Храм всех религий, как я его воспринимаю, отчасти наследует традиции бахаистской культуры. В Хайфе есть знаменитый бахаистский храм, который располагается на горе, с террасами, садами, райскими уголками, с такой чаше-купольной архитектурой, и в такой архитектуре тоже воплощаются традиции многих народов и национальностей. В Казани бахаистский дом-храм располагался рядом с музеем Ленина на улице Ульяновых. В 1980-е было так, по крайней мере. Секретный такой дом.
– А сейчас они базируются в Доме чекиста, что тоже звучит интересно.
– Серьезно? Да, интересно, особенно если учесть, что Дом чекиста построен на месте разрушенного Покровского храма. Это опять-таки такое сочетание… такой гоголь-моголь, в котором все варится.
– Вся Казань в этом.
– Конечно. Герцен давно написал, что в Казани все можно найти – и Запад, и Восток.

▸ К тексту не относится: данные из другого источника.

use anyhow::{ensure, Context, Result};
use console::style;
use indicatif::{ProgressBar, ProgressStyle};
use pond_solver::{solve, Graph, Grid};

fn main() -> Result<()> {
    env_logger::Builder::from_env(env_logger::Env::default().default_filter_or("warn")).init();

    let paths = std::env::args().skip(1).collect::<Vec<_>>();
    ensure!(!paths.is_empty(), "Missing puzzle file argument");

    for (path, i) in paths.iter().zip(1..) {
        let data = std::fs::read_to_string(path)
            .with_context(|| format!("Failed to read the puzzle {path:?}"))?;
        let grid = data
            .parse::<Grid>()
            .with_context(|| format!("Failed to parse the puzzle {path:?}"))?;
        log::debug!("Puzzle {path}:\n{grid}");

        let graph = Graph::new(&grid);
        let pb = ProgressBar::new(graph.open_cells().count() as u64).with_style(
            ProgressStyle::with_template("{spinner} [{elapsed}] {wide_bar} {pos}/{len}")
                .context("Invalid progress template")?,
        );
        let grouping = solve::solve_all(&graph, || pb.inc(1));
        pb.finish_and_clear();

        println!("\n{} {path}", style(format!("Test {i}:")).bold());
        print!("{grouping}");
    }

    Ok(())
}
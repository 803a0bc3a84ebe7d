//! Logging macros gated on a per-module `ENABLE_LOGS` flag.
//!
//! A module opts in by declaring the flag next to its imports:
//! ```rust,ignore
//! const ENABLE_LOGS: bool = true;
//!
//! use crate::{log_debug, log_info};
//!
//! log_info!("generated {} meetings", count);
//! ```
//! Flipping the flag to `false` silences that module without touching the
//! global `RUST_LOG` filter.

/// `log::debug!` when the calling module has `ENABLE_LOGS` set.
#[macro_export]
macro_rules! log_debug {
    ($($arg:tt)*) => {
        if ENABLE_LOGS {
            log::debug!($($arg)*);
        }
    };
}

/// `log::info!` when the calling module has `ENABLE_LOGS` set.
#[macro_export]
macro_rules! log_info {
    ($($arg:tt)*) => {
        if ENABLE_LOGS {
            log::info!($($arg)*);
        }
    };
}

/// `log::warn!` when the calling module has `ENABLE_LOGS` set.
#[macro_export]
macro_rules! log_warn {
    ($($arg:tt)*) => {
        if ENABLE_LOGS {
            log::warn!($($arg)*);
        }
    };
}
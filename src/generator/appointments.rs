//! Synthetic appointment generator.
//!
//! Produces a batch of one-hour meetings across the previous, current and next
//! month. Each meeting's day and hour are sampled independently; the day-slot
//! and per-day loops only decide how many meetings are drawn per month.

use anyhow::{Context, Result};
use chrono::{Duration, Local, Months, NaiveDate, NaiveDateTime, NaiveTime};
use rand::rngs::StdRng;
use rand::{Rng, SeedableRng};

use crate::catalog::Catalog;
use crate::models::Meeting;
use crate::store::MeetingStore;
use crate::{log_debug, log_info};

use super::GeneratorConfig;

const ENABLE_LOGS: bool = true;

/// Local calendar date at the moment of the call.
pub fn today() -> NaiveDate {
    Local::now().date_naive()
}

pub struct AppointmentGenerator<R: Rng> {
    catalog: Catalog,
    config: GeneratorConfig,
    rng: R,
}

impl AppointmentGenerator<StdRng> {
    pub fn with_seed(catalog: Catalog, config: GeneratorConfig, seed: u64) -> Result<Self> {
        Self::new(catalog, config, StdRng::seed_from_u64(seed))
    }

    pub fn from_entropy(catalog: Catalog, config: GeneratorConfig) -> Result<Self> {
        Self::new(catalog, config, StdRng::from_entropy())
    }
}

impl<R: Rng> AppointmentGenerator<R> {
    pub fn new(catalog: Catalog, config: GeneratorConfig, rng: R) -> Result<Self> {
        config.validate()?;
        Ok(Self {
            catalog,
            config,
            rng,
        })
    }

    pub fn catalog(&self) -> &Catalog {
        &self.catalog
    }

    pub fn config(&self) -> &GeneratorConfig {
        &self.config
    }

    pub fn into_catalog(self) -> Catalog {
        self.catalog
    }

    /// Generates one batch relative to `today`, in month-major, day-minor,
    /// slot-innermost order.
    pub fn generate(&mut self, today: NaiveDate) -> Result<Vec<Meeting>> {
        let mut meetings = Vec::with_capacity(self.config.batch_size());
        self.generate_each(today, |meeting| meetings.push(meeting))?;

        log_info!(
            "Generated {} meetings around {} (months {:?})",
            meetings.len(),
            today,
            self.config.month_offsets
        );
        Ok(meetings)
    }

    /// Appends one batch to `store`, notifying its observers per meeting.
    pub fn generate_into(&mut self, today: NaiveDate, store: &mut MeetingStore) -> Result<usize> {
        let mut added = 0;
        self.generate_each(today, |meeting| {
            store.push(meeting);
            added += 1;
        })?;

        log_info!("Appended {} generated meetings to store", added);
        Ok(added)
    }

    fn generate_each<F>(&mut self, today: NaiveDate, mut sink: F) -> Result<()>
    where
        F: FnMut(Meeting),
    {
        let midnight = today.and_time(NaiveTime::MIN);

        for month in self.config.month_offsets.clone() {
            let month_start = shift_months(midnight, month)
                .with_context(|| format!("{today} shifted by {month} months is out of range"))?;
            log_debug!("Sampling month offset {} from {}", month, month_start);

            for _day in self.config.day_slots.clone() {
                for _slot in 0..self.config.meetings_per_day {
                    sink(self.sample_meeting(month_start)?);
                }
            }
        }

        Ok(())
    }

    fn sample_meeting(&mut self, month_start: NaiveDateTime) -> Result<Meeting> {
        let days = self.rng.gen_range(self.config.day_offset_range.clone());
        let hours = self.rng.gen_range(self.config.hour_range.clone());

        let from = Duration::try_days(days)
            .zip(Duration::try_hours(hours))
            .and_then(|(day_delta, hour_delta)| {
                month_start
                    .checked_add_signed(day_delta)?
                    .checked_add_signed(hour_delta)
            })
            .with_context(|| format!("{month_start} + {days}d {hours}h is out of range"))?;
        let to = from
            .checked_add_signed(self.config.duration)
            .with_context(|| format!("meeting starting {from} ends out of range"))?;

        let name_index = self.rng.gen_range(0..self.catalog.reachable_event_names().len());
        let color_index = self.rng.gen_range(0..self.catalog.reachable_colors().len());

        Ok(Meeting {
            event_name: self.catalog.event_name(name_index).to_string(),
            from,
            to,
            color: self.catalog.color(color_index),
        })
    }
}

/// Calendar month shift; the day clamps to the end of shorter months.
fn shift_months(at: NaiveDateTime, months: i32) -> Option<NaiveDateTime> {
    let magnitude = Months::new(months.unsigned_abs());
    if months >= 0 {
        at.checked_add_months(magnitude)
    } else {
        at.checked_sub_months(magnitude)
    }
}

– В Татарстане бросается в глаза разница между объемом средств, выделяемых на культуру и на спорт. Может быть, мы, татары, бескультурный народ? В смысле не обладающий культурой?
– На спорт во всем мире выделяется больше денег, не только в Татарстане. У известных футболистов заработки под 80-120 миллионов [евро] в год – этого достаточно, чтобы поддерживать музейную институцию в течение, скажем, десяти лет. Причем не самую последнюю институцию. Сравните бюджеты крупнейших музеев, типа Метрополитен в Нью-Йорке, и футбольного суперклуба, и вы увидите, что это две большие разницы.
При том, что в траст-фонд Метрополитен-музея входят крупнейшие бизнесмены и промышленники, люди далеко не бедные. Но спорт на Западе – это коммерческая вещь, которая приносит учредителям клубов большие деньги. Может быть, люди, которые тратят на спорт в России, тоже по инерции считают, что на этом можно заработать деньги.
«Это странно, но у татар нет феномена коллекционирования»
– Борис Березовский первым из российской элиты 1990-х годов купил в Европе картину за миллион долларов. Может быть, он отмывал деньги таким образом, но после этого вся московская элита побежала туда за картинами. Со временем еврейская община в Москве начала поддерживать еврейское искусство. Скажем, у Еврейского музея и центра толерантности довольно внушительный бюджет. Может быть, татарам стоит внимательнее присмотреться к этим примерам?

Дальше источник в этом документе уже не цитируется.